Antigua Claims Its Share of WTO Decision


When the World Trade Organization (WTO) issued a ruling Thursday in a trade dispute involving Internet gambling services, Washington quickly claimed victory over the tiny island nation of Antigua.


The smallest nation in the WTO, however, refuses to fold its digital hand.


In a ruling specific to the U.S. and Antigua, the WTO’s appellate panel said Washington has the right to keep online gambling services off its list of obligations under the General Agreement on Trade in Services (GATS).


The ruling, Washington declared, keeps online betting operations on offshore servers — and American-based Internet bettors committing a crime when they want some skin in the game.


That’s thanks to the panel’s nod to a country’s right to refuse to deal in good and services that its bans at home. But the WTO also noted the United States does permit betting on the ponies over the Internet. It said upholding public morals laws is one thing, but Washington can’t have it both ways: either ban or legalize all online gambling.


In Antigua, government officials and Internet casino operators alike are baffled over Washington’s reaction. In short, they say they won.


“Unless the U.S. wishes to repeal all of its laws that currently permit any form of domestic remote gambling and adopt laws to affirmatively prohibit it in all forms countrywide, then they will have to provide Antiguan online gaming companies fair access to the U.S. market,” Mark Mendel, lead legal counsel for Antigua, said in a statement.


Not so fast, said the USTR.


“It [WTO] merely found that, for this exception to apply, the United States needs to clarify one narrow issue concerning Internet gambling on horseracing,” a USTR statement claimed. “USTR will be exploring possible avenues for addressing this finding. USTR will not ask Congress to weaken U.S. restrictions on Internet gambling.”

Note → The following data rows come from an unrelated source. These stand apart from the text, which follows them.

//! Loads every configured extract into the store, replacing existing tables.

use crate::config::PipelineConfig;
use crate::error::{PipelineError, Result};
use crate::ingestion::{delimited, spreadsheet};
use crate::store::Store;
use polars::prelude::DataFrame;
use std::path::{Path, PathBuf};
use tracing::info;

#[derive(Debug, Clone, Copy, PartialEq, Eq)]
pub enum SourceFormat {
    Spreadsheet,
    Delimited,
}

impl SourceFormat {
    pub fn from_path(path: &Path) -> Option<Self> {
        let ext = path.extension()?.to_str()?.to_ascii_lowercase();
        match ext.as_str() {
            "xlsx" | "xlsm" | "xlsb" | "xls" | "ods" => Some(SourceFormat::Spreadsheet),
            "csv" => Some(SourceFormat::Delimited),
            _ => None,
        }
    }
}

/// Reads one extract into a frame, dispatching on the file extension.
pub fn read_source(path: &Path) -> Result<DataFrame> {
    if !path.is_file() {
        return Err(PipelineError::source_read(path, "file not found"));
    }
    match SourceFormat::from_path(path) {
        Some(SourceFormat::Spreadsheet) => spreadsheet::read_first_sheet(path),
        Some(SourceFormat::Delimited) => delimited::read_csv(path),
        None => Err(PipelineError::source_read(path, "unsupported file type")),
    }
}

#[derive(Debug, Clone)]
pub struct LoadedTable {
    pub table: String,
    pub path: PathBuf,
    pub rows: usize,
    pub columns: usize,
}

pub struct SourceLoader<'a> {
    config: &'a PipelineConfig,
}

impl<'a> SourceLoader<'a> {
    pub fn new(config: &'a PipelineConfig) -> Self {
        Self { config }
    }

    /// Load all sources in configuration order. The first failure aborts the
    /// load, since the joins need every table.
    pub fn load_all(&self, store: &mut Store) -> Result<Vec<LoadedTable>> {
        let mut loaded = Vec::with_capacity(self.config.sources.len());
        for source in &self.config.sources {
            let path = self.config.resolve_source(source);
            info!("Loading {} into {}", path.display(), source.table);

            let frame = read_source(&path)?;
            let rows = store.replace_table(&source.table, &frame)?;
            info!("✅ {}: {} rows, {} columns", source.table, rows, frame.width());

            loaded.push(LoadedTable {
                table: source.table.clone(),
                path,
                rows,
                columns: frame.width(),
            });
        }
        Ok(loaded)
    }
}

#[cfg(test)]
mod tests {
    use super::*;
    use crate::config::SourceSpec;

    #[test]
    fn test_format_from_extension() {
        assert_eq!(
            SourceFormat::from_path(Path::new("data/customers.XLSX")),
            Some(SourceFormat::Spreadsheet)
        );
        assert_eq!(
            SourceFormat::from_path(Path::new("sales.csv")),
            Some(SourceFormat::Delimited)
        );
        assert_eq!(SourceFormat::from_path(Path::new("sales.parquet")), None);
        assert_eq!(SourceFormat::from_path(Path::new("sales")), None);
    }

    #[test]
    fn test_load_replaces_tables() {
        let dir = tempfile::tempdir().unwrap();
        std::fs::write(
            dir.path().join("territory.csv"),
            "SalesTerritoryKey,SalesTerritoryCountry,SalesTerritoryRegion\n1,France,France\n2,Germany,Germany\n",
        )
        .unwrap();

        let config = PipelineConfig {
            data_dir: dir.path().to_path_buf(),
            sources: vec![SourceSpec {
                path: PathBuf::from("territory.csv"),
                table: "sales_territory".to_string(),
            }],
            ..PipelineConfig::default()
        };

        let mut store = Store::open_in_memory().unwrap();
        store
            .execute_batch("CREATE TABLE sales_territory (stale TEXT); INSERT INTO sales_territory VALUES ('x');")
            .unwrap();

        let loaded = SourceLoader::new(&config).load_all(&mut store).unwrap();
        assert_eq!(loaded.len(), 1);
        assert_eq!(loaded[0].rows, 2);
        assert_eq!(loaded[0].columns, 3);
        assert_eq!(store.row_count("sales_territory").unwrap(), 2);
        assert_eq!(store.read_table("sales_territory").unwrap().width(), 3);
    }

    #[test]
    fn test_missing_source_aborts_load() {
        let dir = tempfile::tempdir().unwrap();
        std::fs::write(dir.path().join("a.csv"), "k\n1\n").unwrap();

        let config = PipelineConfig {
            data_dir: dir.path().to_path_buf(),
            sources: vec![
                SourceSpec { path: PathBuf::from("a.csv"), table: "a".to_string() },
                SourceSpec { path: PathBuf::from("missing.xlsx"), table: "b".to_string() },
            ],
            ..PipelineConfig::default()
        };

        let mut store = Store::open_in_memory().unwrap();
        let err = SourceLoader::new(&config).load_all(&mut store).unwrap_err();
        assert!(matches!(err, PipelineError::SourceRead { .. }));
        assert!(!store.has_table("b").unwrap());
    }
}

That clarification, though, may be hard to come by in Congress, according to Frank J. Fahrenkopf, Jr., president and CEO of the American Gaming Association.

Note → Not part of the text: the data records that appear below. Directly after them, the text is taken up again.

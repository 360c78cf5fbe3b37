use std::sync::Arc;

use crate::services::{
    matcher::NameMatcher, player_store::PlayerStore, price_scraper::PricePageSource,
    session_store::SessionStore, sheets::SubmissionLog, subscribers::SubscriberStore,
    telegram::Messenger,
};

/// Everything a handler needs, passed explicitly instead of living in globals.
#[derive(Clone)]
pub struct AppState {
    pub players: Arc<PlayerStore>,
    pub sessions: Arc<SessionStore>,
    pub subscribers: SubscriberStore,
    pub sheet: Arc<dyn SubmissionLog>,
    pub prices: Arc<dyn PricePageSource>,
    pub messenger: Arc<dyn Messenger>,
    pub matcher: Arc<dyn NameMatcher>,
    pub best_xi_min_chance: Option<u8>,
    pub webhook_secret: Option<String>,
}
use async_trait::async_trait;
use reqwest::Client;
use serde::de::DeserializeOwned;
use serde::Serialize;
use tracing::{debug, info};

use crate::dto::telegram_dto::{ApiResponse, SendMessage, SetWebhook, Update};
use crate::error::{BotError, BotResult};

const TELEGRAM_API_BASE: &str = "https://api.telegram.org";
const LONG_POLL_SECS: u64 = 30;

/// Outbound side of the messaging transport.
#[async_trait]
pub trait Messenger: Send + Sync {
    async fn send_text(&self, chat_id: i64, text: &str) -> BotResult<()>;
}

pub struct TelegramClient {
    client: Client,
    token: String,
}

impl TelegramClient {
    pub fn new(client: Client, token: String) -> Self {
        Self { client, token }
    }

    fn method_url(&self, method: &str) -> String {
        format!("{}/bot{}/{}", TELEGRAM_API_BASE, self.token, method)
    }

    async fn call<B, T>(&self, method: &str, body: &B) -> BotResult<T>
    where
        B: Serialize + ?Sized,
        T: DeserializeOwned,
    {
        let response: ApiResponse<T> = self
            .client
            .post(self.method_url(method))
            .json(body)
            .send()
            .await?
            .json()
            .await?;

        if !response.ok {
            return Err(BotError::Telegram(format!(
                "{} failed: {}",
                method,
                response.description.unwrap_or_default()
            )));
        }

        response
            .result
            .ok_or_else(|| BotError::Telegram(format!("{} returned no result", method)))
    }

    /// Long-poll for updates after `offset`.
    pub async fn get_updates(&self, offset: i64) -> BotResult<Vec<Update>> {
        let body = serde_json::json!({
            "offset": offset,
            "timeout": LONG_POLL_SECS,
            "allowed_updates": ["message"],
        });
        let updates: Vec<Update> = self.call("getUpdates", &body).await?;
        debug!("Received {} updates.", updates.len());
        Ok(updates)
    }

    pub async fn set_webhook(&self, url: &str, secret_token: Option<&str>) -> BotResult<()> {
        let _: bool = self.call("setWebhook", &SetWebhook { url, secret_token }).await?;
        info!("Registered webhook {}.", url);
        Ok(())
    }

    /// Polling is rejected by Telegram while a webhook is registered.
    pub async fn delete_webhook(&self) -> BotResult<()> {
        let _: bool = self.call("deleteWebhook", &serde_json::json!({})).await?;
        Ok(())
    }
}

#[async_trait]
impl Messenger for TelegramClient {
    async fn send_text(&self, chat_id: i64, text: &str) -> BotResult<()> {
        let _: serde_json::Value = self.call("sendMessage", &SendMessage { chat_id, text }).await?;
        Ok(())
    }
}
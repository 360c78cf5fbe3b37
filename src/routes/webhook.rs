use axum::{
    extract::Extension,
    http::StatusCode,
    response::IntoResponse,
    routing::{get, post},
    Json, Router,
};
use tower_http::trace::TraceLayer;
use tracing::info;

use crate::dto::telegram_dto::Update;
use crate::services::{dispatcher::dispatch, webhook_secret::WebhookSecret};
use crate::state::AppState;

pub fn router(state: AppState) -> Router {
    Router::new()
        .route("/health", get(health))
        .route("/telegram/webhook", post(telegram_webhook))
        .layer(Extension(state))
        .layer(TraceLayer::new_for_http())
}

/**
 * GET liveness check.
 */
pub async fn health() -> impl IntoResponse {
    (StatusCode::OK, "ok")
}

/**
 * POST an update pushed by Telegram. Acknowledged immediately; handled on
 * its own task.
 */
pub async fn telegram_webhook(
    Extension(state): Extension<AppState>,
    _secret: WebhookSecret,
    Json(update): Json<Update>,
) -> impl IntoResponse {
    info!("Received update {}.", update.update_id);
    tokio::spawn(async move {
        dispatch(&state, update).await;
    });
    StatusCode::OK
}
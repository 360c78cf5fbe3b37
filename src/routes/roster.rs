use chrono::Utc;
use tracing::{error, info};

use crate::dto::{roster_dto::MIN_ROSTER_SIZE, submission_dto::SubmissionRow};
use crate::error::BotResult;
use crate::services::{
    formatter, roster_evaluator::{evaluate, parse_roster}, sheets::SubmissionLog,
};
use crate::state::AppState;

/**
 * A bare text message: one player per line.
 */
pub async fn submit_roster(state: &AppState, chat_id: i64, text: &str) -> BotResult<()> {
    let texts = state.sessions.language(chat_id).await.texts();
    let entries = parse_roster(text);

    if entries.len() < MIN_ROSTER_SIZE {
        info!("Rejected roster of {} lines from {}.", entries.len(), chat_id);
        return state.messenger.send_text(chat_id, texts.too_short).await;
    }

    let snapshot = state.players.refresh().await?;
    state.sessions.replace_roster(chat_id, entries.clone()).await;

    let report = evaluate(state.matcher.as_ref(), &entries, &snapshot.players);
    let sent = state
        .messenger
        .send_text(chat_id, &formatter::roster_report(&report, texts))
        .await;

    // An accepted roster is persisted even when the reply cannot be delivered.
    let row = SubmissionRow::new(chat_id, &entries, Utc::now());
    if let Err(e) = record_submission(state.sheet.as_ref(), &row).await {
        error!("Failed to persist submission for {}: {}", chat_id, e);
    }

    sent
}

/// The caller decides what to do with a failed write; the user never sees it.
pub async fn record_submission(sheet: &dyn SubmissionLog, row: &SubmissionRow) -> BotResult<()> {
    sheet.append(row).await
}

#[cfg(test)]
mod tests {
    use super::*;
    use crate::test_support::{harness, squad_message};

    #[tokio::test]
    async fn short_roster_is_rejected_without_side_effects() {
        let h = harness().await;
        let ten = squad_message().lines().take(10).collect::<Vec<_>>().join("\n");

        submit_roster(&h.state, 5, &ten).await.unwrap();

        assert_eq!(h.messenger.sent_to(5), vec!["⚠️ أرسل على الأقل 11 لاعب."]);
        assert!(h.sheet.rows().is_empty());
        assert!(h.state.sessions.roster(5).await.is_none());
        assert_eq!(h.source.fetches.load(std::sync::atomic::Ordering::SeqCst), 0);
    }

    #[tokio::test]
    async fn accepted_roster_is_scored_stored_and_persisted() {
        let h = harness().await;
        h.state.sessions.set_language(5, crate::services::translations::Language::En).await;

        submit_roster(&h.state, 5, &format!("{}\n\n  ", squad_message())).await.unwrap();

        let sent = h.messenger.sent_to(5);
        assert_eq!(sent.len(), 1);
        assert!(sent[0].contains("⭐ Suggested Captain: Salah"));
        assert!(sent[0].ends_with("📊 Total Expected Points: 60.3"));

        assert_eq!(h.state.sessions.roster(5).await.map(|r| r.len()), Some(11));
        let rows = h.sheet.rows();
        assert_eq!(rows.len(), 1);
        assert_eq!(rows[0].user_id, 5);
        assert!(rows[0].roster.starts_with("Salah,Haaland,"));
    }

    #[tokio::test]
    async fn persistence_failure_is_not_surfaced() {
        let h = harness().await;
        h.sheet.fail_writes();

        submit_roster(&h.state, 5, &squad_message()).await.unwrap();

        let sent = h.messenger.sent_to(5);
        assert_eq!(sent.len(), 1);
        assert!(sent[0].contains("Salah"));
    }

    #[tokio::test]
    async fn undeliverable_reply_still_persists_submission() {
        let h = harness().await;
        h.messenger.fail_for(5);

        assert!(submit_roster(&h.state, 5, &squad_message()).await.is_err());

        let rows = h.sheet.rows();
        assert_eq!(rows.len(), 1);
        assert_eq!(rows[0].user_id, 5);
        assert_eq!(h.state.sessions.roster(5).await.map(|r| r.len()), Some(11));
    }

    #[tokio::test]
    async fn reference_data_failure_propagates() {
        let h = harness().await;
        h.source.fail_next(true);

        assert!(submit_roster(&h.state, 5, &squad_message()).await.is_err());
        assert!(h.sheet.rows().is_empty());
        assert!(h.state.sessions.roster(5).await.is_none());
    }
}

Under pressure from the financially struggling horseracing industry, Congress in 2000 changed the language in the Interstate Horseracing Act to facilitate national betting on simulcasts from tracks throughout the country.


In the course of changing that language, Congress opened the door for Antigua’s case. The definition of an interstate off-track wager was expanded to include pari-mutuel wagers transmitted between states by way of telephone or other electronic media, i.e., the Internet.


“There are 11 states where you can use the Internet and other means to place a horse racing bet,” Fahrenkopf said. “California, Florida, Illinois, New York and Pennsylvania are among those states. Those are big states with strong delegations.”


Fahrenkopf characterized the WTO ruling as “very confusing and very interesting,” but ultimately not a threat to U.S. anti-gambling laws. “Nobody really cares about whether Antigua won or not,” he said. “Sanctions [against the U.S.] would probably hurt Antigua much more than the U.S.”


The challenge, he noted, will come from much larger countries such as Britain, which is currently considering an Internet gaming law. According to Fahrenkopf, if the U.S. does not change or tweak its own law, a large country that sanctions online gambling will use the Antigua decision to challenge the U.S. ban on online gambling.


If the U.S. were to lose against such a country, the sanctions could be considerable.


The next step in the U.S. Antigua matter is for the WTO’s Dispute Settlement Body to formally adopt the appellate panel’s report within 30 days. There is no further appeal.


But the ripple effect seems to be just beginning.